Then came the Sleepless. Rational, awake, smart. Too smart. And long-lived, a bonus surprise—nobody knew at first that sleep interfered with cell regeneration. Nobody liked it when they found out. Too many Darwinian advantages piling up in one corner.
So, this being the United States and not some sixteenth-century
monarchy or twentieth-century totalitarian state, the government just didn’t outlaw radical genetic modifications outright. Instead, they talked them to death.
The Federal Forum for Science and Technology follows due process. A jury composed of a panel of scientists, arguments and rebuttals, cross-examination, final written opinion with provision for dissenting opinions, the whole ROM. Science Court has no power. It can only recommend, not make policy. Nobody on it can tell anybody to do or not do anything about any thing.
But no Congress, president, or GSEA board has ever acted contrary to a Science Court recommendation. Not once. Not ever.
So I had all the force majeure of the status quo on my side that furniture-wrecking night when I declared that the government should control human genetic modification. Paul wanted absolute control by scientists (he was one). We both were right, as far as actual practice. But of course practice didn’t matter; neither did theory, really. What we’d really wanted was the fight.
Did Leisha Camden ever wreck furniture or put her fist through walls or hurl antique wineglasses? Watching her walk into the white-columned Forum building on Pennsylvania Avenue, I thought not. Washington in August is hot; Leisha wore a sleeveless white suit. Her bright blonde hair was cut in short, shining waves. She looked composed, beautiful, cool. She reminded me, probably unfairly, of Stephanie Brunell. All that was missing was the pink huge-eyed, doomed little dog.

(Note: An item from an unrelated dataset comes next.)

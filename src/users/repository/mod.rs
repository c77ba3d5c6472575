#[cfg(feature = "mongodb")]
pub mod mongo_user_repository;
pub mod user_repository;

“Oyez, oyez,” the clerk called, as the technical panel filed in. And then they get huffy when the press calls it “science court.” Washington is Washington, even when it’s rising to its feet for Nobel laureates.
There were three of them this time, on an eight-person panel: heavy artillery. Barbara Poluikis, chemical biology, a diminutive woman with hyperalert eyes. Elias Maleck, medicine, who radiated worried integrity. Martin Davis Exford, molecular physics, looking more like an overage ballet dancer. Nobody, of course, in genetics. The United States hasn’t won there in sixty years. The panelists had been agreed to by the advocates for both sides. Panelists were presumed to be impartial.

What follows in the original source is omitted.